[[ INPUT open ]]
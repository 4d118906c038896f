//! Derived view over the task collection: category filter, text search and counts.
//!
//! Everything here is a pure function of its inputs and is recomputed on demand.

use serde::Serialize;

use crate::model::Task;

/// The user's current filter selection. Empty strings mean "no constraint".
#[derive(Debug, Clone, Default, PartialEq, Eq, Serialize)]
pub struct ViewQuery {
    pub category: String,
    pub search: String,
}

impl ViewQuery {
    pub fn new(category: impl Into<String>, search: impl Into<String>) -> Self {
        Self {
            category: category.into(),
            search: search.into(),
        }
    }

    /// True when either the category filter or the search term is set.
    pub fn is_active(&self) -> bool {
        !self.category.is_empty() || !self.search.is_empty()
    }

    pub fn matches_category(&self, task: &Task) -> bool {
        self.category.is_empty() || task.category == self.category
    }

    pub fn matches_search(&self, task: &Task) -> bool {
        if self.search.is_empty() {
            return true;
        }
        let needle = self.search.to_lowercase();
        task.title.to_lowercase().contains(&needle)
            || task.description.to_lowercase().contains(&needle)
    }

    pub fn matches(&self, task: &Task) -> bool {
        self.matches_category(task) && self.matches_search(task)
    }
}

/// Ordered subsequence of `tasks` passing both filters.
pub fn filter_tasks<'a>(tasks: &'a [Task], query: &ViewQuery) -> Vec<&'a Task> {
    tasks.iter().filter(|task| query.matches(task)).collect()
}

/// Aggregate counts over the full, unfiltered collection.
#[derive(Debug, Clone, Copy, Default, PartialEq, Eq, Serialize)]
pub struct TaskStats {
    pub total: usize,
    pub completed: usize,
    pub remaining: usize,
}

impl TaskStats {
    pub fn from_tasks(tasks: &[Task]) -> Self {
        let total = tasks.len();
        let completed = tasks.iter().filter(|task| task.completed).count();
        Self {
            total,
            completed,
            remaining: total - completed,
        }
    }
}

/// Why the visible list is empty, so the two cases can be messaged differently.
#[derive(Debug, Clone, Copy, PartialEq, Eq, Serialize)]
#[serde(rename_all = "snake_case")]
pub enum EmptyState {
    NoTasks,
    NoMatches,
}

impl EmptyState {
    pub fn classify(query: &ViewQuery, visible: usize) -> Option<Self> {
        if visible > 0 {
            None
        } else if query.is_active() {
            Some(EmptyState::NoMatches)
        } else {
            Some(EmptyState::NoTasks)
        }
    }

    pub fn headline(&self) -> &'static str {
        match self {
            EmptyState::NoTasks => "No tasks yet",
            EmptyState::NoMatches => "No matching tasks",
        }
    }

    pub fn hint(&self) -> &'static str {
        match self {
            EmptyState::NoTasks => "Add your first task to get started!",
            EmptyState::NoMatches => "Try adjusting your search or filters",
        }
    }
}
[[ INPUT closed ]]
**EXERCISE REQUIREMENTS**
The lines in the entries above that carry the word "needle" must be copied.

**RESULT OF THE TASK**
        let needle = self.search.to_lowercase();
        task.title.to_lowercase().contains(&needle)
            || task.description.to_lowercase().contains(&needle)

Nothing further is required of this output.